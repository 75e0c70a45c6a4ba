//! Renderer notifications emitted by the list synchronizer.

use crate::list::diff::ListDiff;
use tokio::sync::mpsc::UnboundedSender;

/// Receives the minimal redraw instructions for the pack list.
pub trait ListRenderer: Send {
    /// The whole list was replaced; `diff` says which rows actually changed
    fn list_updated(&mut self, diff: &ListDiff);

    /// A single row's selected state flipped
    fn item_changed(&mut self, index: usize);
}

/// Owned form of a renderer notification
#[derive(Debug, Clone, PartialEq, Eq)]
pub enum ListEvent {
    Updated(ListDiff),
    ItemChanged(usize),
}

/// Forwards notifications onto a channel drained by the render loop.
///
/// Sends never block; if the receiving side is gone the notification is dropped.
pub struct ChannelRenderer {
    tx: UnboundedSender<ListEvent>,
}

impl ChannelRenderer {
    pub fn new(tx: UnboundedSender<ListEvent>) -> Self {
        Self { tx }
    }
}

impl ListRenderer for ChannelRenderer {
    fn list_updated(&mut self, diff: &ListDiff) {
        let _ = self.tx.send(ListEvent::Updated(diff.clone()));
    }

    fn item_changed(&mut self, index: usize) {
        let _ = self.tx.send(ListEvent::ItemChanged(index));
    }
}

------------------------------------

• **EXERCISE**: Wherever a line of the data above contains "notifications", copy that line.

• **ANSWER AREA**:
//! Renderer notifications emitted by the list synchronizer.
/// Forwards notifications onto a channel drained by the render loop.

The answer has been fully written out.